Man, you guys have gone nuts with the likes/reblogs this week.  Thanks!

I got several nice private notes from people reacting to this answer I posted two weekends back, and among the lines in one of them was the following:

I’d love for you to continue, as your posts are always fantastic inspiration for my own game, but it sounds like you’re getting a bit burned out.

To which my response was, “Oh noes!  Everyone thinks I’m burned out!”

If you read the other weekend’s post and thought that’s what I was saying, that’s my bad for leading you astray.  I am definitely *not* burned out on The Daily Bestiary—not at all; I could keep this up forever.  There’s just also all this other stuff I want to do too, and only 24 hours in a day.  It’s not a question of being burned out; it's a question of “How do I deliver the most awesome content I can and have fun doing it?”  Ideally I can do The Daily Bestiary *and* all that other stuff, but I also have to pay a mortgage and occasionally sleep, too.  So I’m just trying to figure out how to juggle all of that and still serve up the best entertainment I can, in whatever form it takes.

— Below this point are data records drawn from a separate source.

use alloy_primitives::{Bytes, B256};

/// An instance of the trait can resolve validium batch commitments to the
/// transaction bytes they commit to. Implementations typically query a data
/// availability committee or an external storage layer.
#[async_trait::async_trait]
pub trait DataAvailabilityProvider: Send + Sync + std::fmt::Debug {
    /// Returns the transactions committed to by `commitment` for the given
    /// batch, using the data-availability message carried by the sequencing
    /// calldata.
    async fn batch_transactions(
        &self,
        batch_number: u64,
        commitment: B256,
        data_availability_msg: &Bytes,
    ) -> Result<Bytes, DataAvailabilityError>;
}

/// A failure to resolve a validium commitment.
#[derive(Debug, thiserror::Error)]
#[error("transactions for batch {batch_number} (commitment {commitment}) unavailable: {reason}")]
pub struct DataAvailabilityError {
    /// The batch whose transactions were requested.
    pub batch_number: u64,
    /// The on-chain commitment that could not be resolved.
    pub commitment: B256,
    /// A provider-specific description of the failure.
    pub reason: String,
}

impl DataAvailabilityError {
    /// Returns a new [`DataAvailabilityError`].
    pub const fn new(batch_number: u64, commitment: B256, reason: String) -> Self {
        Self { batch_number, commitment, reason }
    }
}
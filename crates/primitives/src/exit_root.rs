use alloy_primitives::{keccak256, B256};

/// A bridge state snapshot emitted by the global exit root manager.
///
/// Produced both by legacy `UpdateGlobalExitRoot` events and by the
/// `UpdateL1InfoTree` events that superseded them.
#[derive(Debug, Clone, Copy, Default, PartialEq, Eq)]
#[cfg_attr(feature = "serde", derive(serde::Serialize, serde::Deserialize))]
pub struct GlobalExitRoot {
    /// The L1 block number the update was emitted at.
    pub block_number: u64,
    /// The mainnet exit root.
    pub mainnet_exit_root: B256,
    /// The rollup exit root.
    pub rollup_exit_root: B256,
    /// `keccak256(mainnet_exit_root || rollup_exit_root)`.
    pub global_exit_root: B256,
    /// The parent hash of the emitting block.
    pub previous_block_hash: B256,
    /// The timestamp of the emitting block, second precision.
    pub timestamp: u64,
}

impl GlobalExitRoot {
    /// Computes the global exit root for the given pair of exit roots.
    pub fn compute(mainnet_exit_root: B256, rollup_exit_root: B256) -> B256 {
        let mut preimage = [0u8; 64];
        preimage[..32].copy_from_slice(mainnet_exit_root.as_slice());
        preimage[32..].copy_from_slice(rollup_exit_root.as_slice());
        keccak256(preimage)
    }
}
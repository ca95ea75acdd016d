//! Call declarations for the transactions and view functions the
//! synchronizer decodes or issues. Each protocol fork keeps its own
//! self-contained module since the `sequenceBatches` layout changed with
//! every upgrade; selectors come from [`alloy_sol_types::SolCall::SELECTOR`].

use zkevm_sync_primitives::{EtrogBatchData, PreEtrogBatchData};

/// The `sequenceBatches` layout used before the Etrog upgrade.
pub mod pre_etrog {
    #![allow(missing_docs)]
    alloy_sol_types::sol! {
        #[derive(Debug, Default)]
        struct PolygonZkEVMBatchData {
            bytes transactions;
            bytes32 globalExitRoot;
            uint64 timestamp;
            uint64 minForcedTimestamp;
        }

        #[derive(Debug)]
        function sequenceBatches(PolygonZkEVMBatchData[] calldata batches, address l2Coinbase) external;
    }
}

/// The Etrog `sequenceBatches` layout, also used by `sequenceForceBatches`.
pub mod etrog {
    #![allow(missing_docs)]
    alloy_sol_types::sol! {
        #[derive(Debug, Default)]
        struct PolygonRollupBaseEtrogBatchData {
            bytes transactions;
            bytes32 forcedGlobalExitRoot;
            uint64 forcedTimestamp;
            bytes32 forcedBlockHashL1;
        }

        #[derive(Debug)]
        function sequenceBatches(PolygonRollupBaseEtrogBatchData[] calldata batches, address l2Coinbase) external;

        #[derive(Debug)]
        function sequenceForceBatches(PolygonRollupBaseEtrogBatchData[] calldata batches) external;

        #[derive(Debug)]
        function forceBatch(bytes calldata transactions, uint256 polAmount) external;
    }
}

/// The Elderberry `sequenceBatches` layout: Etrog batches plus the sequence
/// timestamp bounds.
pub mod elderberry {
    #![allow(missing_docs)]
    alloy_sol_types::sol! {
        #[derive(Debug)]
        struct PolygonRollupBaseEtrogBatchData {
            bytes transactions;
            bytes32 forcedGlobalExitRoot;
            uint64 forcedTimestamp;
            bytes32 forcedBlockHashL1;
        }

        #[derive(Debug)]
        function sequenceBatches(
            PolygonRollupBaseEtrogBatchData[] calldata batches,
            uint64 maxSequenceTimestamp,
            uint64 initSequencedBatch,
            address l2Coinbase
        ) external;
    }
}

/// The Banana `sequenceBatches` layout: Etrog batches plus the L1 info tree
/// counter and the expected accumulated input hash.
pub mod banana {
    #![allow(missing_docs)]
    alloy_sol_types::sol! {
        #[derive(Debug)]
        struct PolygonRollupBaseEtrogBatchData {
            bytes transactions;
            bytes32 forcedGlobalExitRoot;
            uint64 forcedTimestamp;
            bytes32 forcedBlockHashL1;
        }

        #[derive(Debug)]
        function sequenceBatches(
            PolygonRollupBaseEtrogBatchData[] calldata batches,
            uint32 l1InfoTreeLeafCount,
            uint64 maxSequenceTimestamp,
            bytes32 expectedFinalAccInputHash,
            address l2Coinbase
        ) external;
    }
}

/// The validium sequencing layouts, where each batch carries a commitment to
/// its transactions instead of the transaction bytes.
pub mod validium {
    #![allow(missing_docs)]
    alloy_sol_types::sol! {
        #[derive(Debug)]
        struct ValidiumBatchData {
            bytes32 transactionsHash;
            bytes32 forcedGlobalExitRoot;
            uint64 forcedTimestamp;
            bytes32 forcedBlockHashL1;
        }

        #[derive(Debug)]
        function sequenceBatchesValidium(
            ValidiumBatchData[] calldata batches,
            address l2Coinbase,
            bytes calldata dataAvailabilityMessage
        ) external;
    }
}

/// The Elderberry validium sequencing layout.
pub mod elderberry_validium {
    #![allow(missing_docs)]
    alloy_sol_types::sol! {
        #[derive(Debug)]
        struct ValidiumBatchData {
            bytes32 transactionsHash;
            bytes32 forcedGlobalExitRoot;
            uint64 forcedTimestamp;
            bytes32 forcedBlockHashL1;
        }

        #[derive(Debug)]
        function sequenceBatchesValidium(
            ValidiumBatchData[] calldata batches,
            uint64 maxSequenceTimestamp,
            uint64 initSequencedBatch,
            address l2Coinbase,
            bytes calldata dataAvailabilityMessage
        ) external;
    }
}

/// View functions of the rollup manager and rollup contracts, issued as raw
/// `eth_call`s and decoded from the returned bytes.
pub mod views {
    #![allow(missing_docs)]
    alloy_sol_types::sol! {
        #[derive(Debug)]
        function rollupAddressToID(address rollupAddress) external view returns (uint32 rollupID);

        #[derive(Debug)]
        function rollupIDToRollupData(uint32 rollupID) external view returns (
            address rollupContract,
            uint64 chainID,
            address verifier,
            uint64 forkID,
            bytes32 lastLocalExitRoot,
            uint64 lastBatchSequenced,
            uint64 lastVerifiedBatch,
            uint64 lastPendingState,
            uint64 lastPendingStateConsolidated,
            uint64 lastVerifiedBatchBeforeUpgrade,
            uint64 rollupTypeID,
            uint8 rollupCompatibilityID
        );

        #[derive(Debug)]
        function rollupTypeMap(uint32 rollupTypeID) external view returns (
            address consensusImplementation,
            address verifier,
            uint64 forkID,
            uint8 rollupCompatibilityID,
            bool obsolete,
            bytes32 genesis
        );

        #[derive(Debug)]
        function getBatchFee() external view returns (uint256 batchFee);

        #[derive(Debug)]
        function trustedSequencer() external view returns (address sequencer);

        #[derive(Debug)]
        function trustedSequencerURL() external view returns (string memory url);

        #[derive(Debug)]
        function chainID() external view returns (uint64 l2ChainID);
    }
}

impl From<pre_etrog::PolygonZkEVMBatchData> for PreEtrogBatchData {
    fn from(value: pre_etrog::PolygonZkEVMBatchData) -> Self {
        Self {
            transactions: value.transactions,
            global_exit_root: value.globalExitRoot,
            timestamp: value.timestamp,
            min_forced_timestamp: value.minForcedTimestamp,
        }
    }
}

impl From<etrog::PolygonRollupBaseEtrogBatchData> for EtrogBatchData {
    fn from(value: etrog::PolygonRollupBaseEtrogBatchData) -> Self {
        Self {
            transactions: value.transactions,
            forced_global_exit_root: value.forcedGlobalExitRoot,
            forced_timestamp: value.forcedTimestamp,
            forced_block_hash_l1: value.forcedBlockHashL1,
        }
    }
}

impl From<elderberry::PolygonRollupBaseEtrogBatchData> for EtrogBatchData {
    fn from(value: elderberry::PolygonRollupBaseEtrogBatchData) -> Self {
        Self {
            transactions: value.transactions,
            forced_global_exit_root: value.forcedGlobalExitRoot,
            forced_timestamp: value.forcedTimestamp,
            forced_block_hash_l1: value.forcedBlockHashL1,
        }
    }
}

impl From<banana::PolygonRollupBaseEtrogBatchData> for EtrogBatchData {
    fn from(value: banana::PolygonRollupBaseEtrogBatchData) -> Self {
        Self {
            transactions: value.transactions,
            forced_global_exit_root: value.forcedGlobalExitRoot,
            forced_timestamp: value.forcedTimestamp,
            forced_block_hash_l1: value.forcedBlockHashL1,
        }
    }
}
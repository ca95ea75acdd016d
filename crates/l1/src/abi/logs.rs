//! Event declarations for the L1 rollup contracts, grouped by the contract
//! that emits them. Topic hashes come from [`SolEvent::SIGNATURE_HASH`].

use alloy_primitives::Log;
use alloy_sol_types::SolEvent;

/// Tries to decode the provided log into the type T.
pub fn try_decode_log<T: SolEvent>(log: &Log) -> Option<Log<T>> {
    T::decode_log(log).ok()
}

/// Events of the Etrog-family rollup contract.
pub mod rollup {
    #![allow(missing_docs)]
    alloy_sol_types::sol! {
        #[derive(Debug)]
        event SequenceBatches(uint64 indexed numBatch, bytes32 l1InfoRoot);

        #[derive(Debug)]
        event ForceBatch(
            uint64 indexed forceBatchNum,
            bytes32 lastGlobalExitRoot,
            address sequencer,
            bytes transactions
        );

        #[derive(Debug)]
        event SequenceForceBatches(uint64 indexed numBatch);

        #[derive(Debug)]
        event InitialSequenceBatches(bytes transactions, bytes32 lastGlobalExitRoot, address sequencer);

        #[derive(Debug)]
        event UpdateEtrogSequence(
            uint64 numBatch,
            bytes transactions,
            bytes32 lastGlobalExitRoot,
            address sequencer
        );

        event SetTrustedSequencer(address newTrustedSequencer);
        event SetTrustedSequencerURL(string newTrustedSequencerURL);
        event SetForceBatchTimeout(uint64 newforceBatchTimeout);
        event SetForceBatchAddress(address newForceBatchAddress);
        event TransferAdminRole(address newPendingAdmin);
        event AcceptAdminRole(address newAdmin);
    }
}

/// Events of the rollup contract before the Etrog upgrade.
pub mod legacy {
    #![allow(missing_docs)]
    alloy_sol_types::sol! {
        #[derive(Debug)]
        event SequenceBatches(uint64 indexed numBatch);

        #[derive(Debug)]
        event VerifyBatches(uint64 indexed numBatch, bytes32 stateRoot, address indexed aggregator);

        #[derive(Debug)]
        event VerifyBatchesTrustedAggregator(
            uint64 indexed numBatch,
            bytes32 stateRoot,
            address indexed aggregator
        );

        #[derive(Debug)]
        event UpdateZkEVMVersion(uint64 numBatch, uint64 forkID, string version);

        event ConsolidatePendingState(uint64 indexed numBatch, bytes32 stateRoot, uint64 indexed pendingStateNum);
        event OverridePendingState(uint64 indexed numBatch, bytes32 stateRoot, address indexed aggregator);
        event ProveNonDeterministicPendingState(bytes32 storedStateRoot, bytes32 provedStateRoot);
        event SetTrustedAggregatorTimeout(uint64 newTrustedAggregatorTimeout);
        event SetTrustedAggregator(address newTrustedAggregator);
        event SetPendingStateTimeout(uint64 newPendingStateTimeout);
        event SetMultiplierBatchFee(uint16 newMultiplierBatchFee);
        event SetVerifyBatchTimeTarget(uint64 newVerifyBatchTimeTarget);
        event EmergencyStateActivated();
        event EmergencyStateDeactivated();
    }
}

/// Events of the rollup manager contract.
pub mod manager {
    #![allow(missing_docs)]
    alloy_sol_types::sol! {
        #[derive(Debug)]
        event CreateNewRollup(
            uint32 indexed rollupID,
            uint32 rollupTypeID,
            address rollupAddress,
            uint64 chainID,
            address gasTokenAddress
        );

        #[derive(Debug)]
        event UpdateRollup(uint32 indexed rollupID, uint32 newRollupTypeID, uint64 lastVerifiedBatchBeforeUpgrade);

        #[derive(Debug)]
        event AddExistingRollup(
            uint32 indexed rollupID,
            uint64 forkID,
            address rollupAddress,
            uint64 chainID,
            uint8 rollupCompatibilityID,
            uint64 lastVerifiedBatchBeforeUpgrade
        );

        event AddNewRollupType(
            uint32 indexed rollupTypeID,
            address consensusImplementation,
            address verifier,
            uint64 forkID,
            uint8 rollupCompatibilityID,
            bytes32 genesis,
            string description
        );
        event ObsoleteRollupType(uint32 indexed rollupTypeID);
        event OnSequenceBatches(uint32 indexed rollupID, uint64 lastBatchSequenced);
        event VerifyBatches(
            uint32 indexed rollupID,
            uint64 numBatch,
            bytes32 stateRoot,
            bytes32 exitRoot,
            address indexed aggregator
        );
        event VerifyBatchesTrustedAggregator(
            uint32 indexed rollupID,
            uint64 numBatch,
            bytes32 stateRoot,
            bytes32 exitRoot,
            address indexed aggregator
        );
        event ConsolidatePendingState(
            uint32 indexed rollupID,
            uint64 numBatch,
            bytes32 stateRoot,
            bytes32 exitRoot,
            uint64 pendingStateNum
        );
        event OverridePendingState(
            uint32 indexed rollupID,
            uint64 numBatch,
            bytes32 stateRoot,
            bytes32 exitRoot,
            address aggregator
        );
        event SetBatchFee(uint256 newBatchFee);

        #[derive(Debug)]
        event Initialized(uint64 version);

        event RoleAdminChanged(bytes32 indexed role, bytes32 indexed previousAdminRole, bytes32 indexed newAdminRole);
        event RoleGranted(bytes32 indexed role, address indexed account, address indexed sender);
        event RoleRevoked(bytes32 indexed role, address indexed account, address indexed sender);
    }
}

/// Events of the global exit root manager contract.
pub mod exit_root {
    #![allow(missing_docs)]
    alloy_sol_types::sol! {
        #[derive(Debug)]
        event UpdateL1InfoTree(bytes32 indexed mainnetExitRoot, bytes32 indexed rollupExitRoot);

        #[derive(Debug)]
        event UpdateGlobalExitRoot(bytes32 indexed mainnetExitRoot, bytes32 indexed rollupExitRoot);
    }
}

/// Events of the transparent proxies fronting the rollup contracts.
pub mod proxy {
    #![allow(missing_docs)]
    alloy_sol_types::sol! {
        event Initialized(uint8 version);
        event AdminChanged(address previousAdmin, address newAdmin);
        event BeaconUpgraded(address indexed beacon);
        event Upgraded(address indexed implementation);
        event OwnershipTransferred(address indexed previousOwner, address indexed newOwner);
    }
}
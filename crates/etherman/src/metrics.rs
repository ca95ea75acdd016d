use metrics::{Counter, Histogram};
use metrics_derive::Metrics;

/// The metrics for the [`crate::Etherman`] client.
#[derive(Metrics)]
#[metrics(scope = "etherman")]
pub struct EthermanMetrics {
    /// A counter on the rollup events processed.
    pub events_processed: Counter,
    /// A counter on the administrative events dropped.
    pub events_ignored: Counter,
    /// A counter on the unregistered topics skipped.
    pub unknown_events: Counter,
    /// A counter on the blocks retrieved by hash.
    pub blocks_retrieved: Counter,
    /// A counter on the block requests retried after rate limiting.
    pub rate_limit_retries: Counter,
    /// A histogram of block-range read durations, in seconds.
    pub read_duration: Histogram,
}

Which, by the way, is why you shouldn’t panic if I take chunks of the next two weeks off.  I’m hitting crunch time on several work projects and already know I’m working through the next two weekends.  (So instead of looking forward to a day off tomorrow, I’m looking forward to Day Six of a 19-day week—on the last two weekends of summer, to add insult to injury…and guess who had travel plans he had to cancel.  Sigh.)  We should be finishing up Bestiary 4 in the next two weeks, but since I can't guarantee I’ll have enough juice to post, I’ll instead use the time to catch up on some reader mail and otherwise work on my backlog.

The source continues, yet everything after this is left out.